[Collected data entries]
┌──

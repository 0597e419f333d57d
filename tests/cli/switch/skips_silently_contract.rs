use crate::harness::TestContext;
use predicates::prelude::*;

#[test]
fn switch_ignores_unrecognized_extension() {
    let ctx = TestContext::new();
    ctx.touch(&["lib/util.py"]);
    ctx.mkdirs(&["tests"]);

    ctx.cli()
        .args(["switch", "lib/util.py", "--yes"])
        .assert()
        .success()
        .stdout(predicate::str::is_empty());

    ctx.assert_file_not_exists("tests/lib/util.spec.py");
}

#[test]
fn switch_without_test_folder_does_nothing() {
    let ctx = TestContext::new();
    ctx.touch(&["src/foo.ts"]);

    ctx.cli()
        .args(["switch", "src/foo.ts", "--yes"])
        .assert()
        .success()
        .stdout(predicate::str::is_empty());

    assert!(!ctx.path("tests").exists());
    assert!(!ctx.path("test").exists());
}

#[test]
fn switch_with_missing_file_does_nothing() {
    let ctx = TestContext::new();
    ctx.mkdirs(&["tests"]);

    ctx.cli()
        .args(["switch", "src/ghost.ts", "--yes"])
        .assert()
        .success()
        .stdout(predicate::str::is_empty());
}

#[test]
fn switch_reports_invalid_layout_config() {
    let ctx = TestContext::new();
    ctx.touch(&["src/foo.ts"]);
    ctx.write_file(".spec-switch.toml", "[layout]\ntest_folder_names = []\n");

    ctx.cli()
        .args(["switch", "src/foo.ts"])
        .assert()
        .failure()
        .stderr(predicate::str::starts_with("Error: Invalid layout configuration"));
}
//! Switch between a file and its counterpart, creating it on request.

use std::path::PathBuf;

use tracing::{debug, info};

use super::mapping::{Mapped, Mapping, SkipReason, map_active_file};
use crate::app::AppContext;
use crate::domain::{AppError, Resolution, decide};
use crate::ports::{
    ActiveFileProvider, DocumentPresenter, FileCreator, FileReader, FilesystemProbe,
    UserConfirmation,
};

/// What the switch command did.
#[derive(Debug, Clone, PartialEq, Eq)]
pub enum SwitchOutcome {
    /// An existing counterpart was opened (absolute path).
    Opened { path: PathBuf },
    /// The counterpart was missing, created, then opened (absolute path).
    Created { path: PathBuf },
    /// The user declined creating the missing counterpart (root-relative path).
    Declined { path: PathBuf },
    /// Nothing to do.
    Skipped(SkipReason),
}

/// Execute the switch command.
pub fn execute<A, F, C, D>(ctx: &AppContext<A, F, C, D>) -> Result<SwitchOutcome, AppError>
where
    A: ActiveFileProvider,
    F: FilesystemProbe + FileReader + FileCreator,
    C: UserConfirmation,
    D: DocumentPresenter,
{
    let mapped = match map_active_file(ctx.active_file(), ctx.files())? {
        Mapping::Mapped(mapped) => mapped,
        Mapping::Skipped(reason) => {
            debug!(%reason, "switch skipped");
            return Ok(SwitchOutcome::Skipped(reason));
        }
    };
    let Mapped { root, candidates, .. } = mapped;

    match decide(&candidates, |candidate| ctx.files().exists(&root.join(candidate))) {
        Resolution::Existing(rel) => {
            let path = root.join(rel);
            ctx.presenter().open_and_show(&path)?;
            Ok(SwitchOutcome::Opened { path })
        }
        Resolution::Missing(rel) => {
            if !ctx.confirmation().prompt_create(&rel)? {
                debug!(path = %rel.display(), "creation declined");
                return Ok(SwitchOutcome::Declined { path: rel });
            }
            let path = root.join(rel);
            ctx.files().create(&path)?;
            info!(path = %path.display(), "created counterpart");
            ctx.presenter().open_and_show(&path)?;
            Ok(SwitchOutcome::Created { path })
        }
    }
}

└──

> _Exercise description_: Find the word "util" in the entries. Copy each line that holds it.

> _Solution to the problem_:
    ctx.touch(&["lib/util.py"]);
        .args(["switch", "lib/util.py", "--yes"])
    ctx.assert_file_not_exists("tests/lib/util.spec.py");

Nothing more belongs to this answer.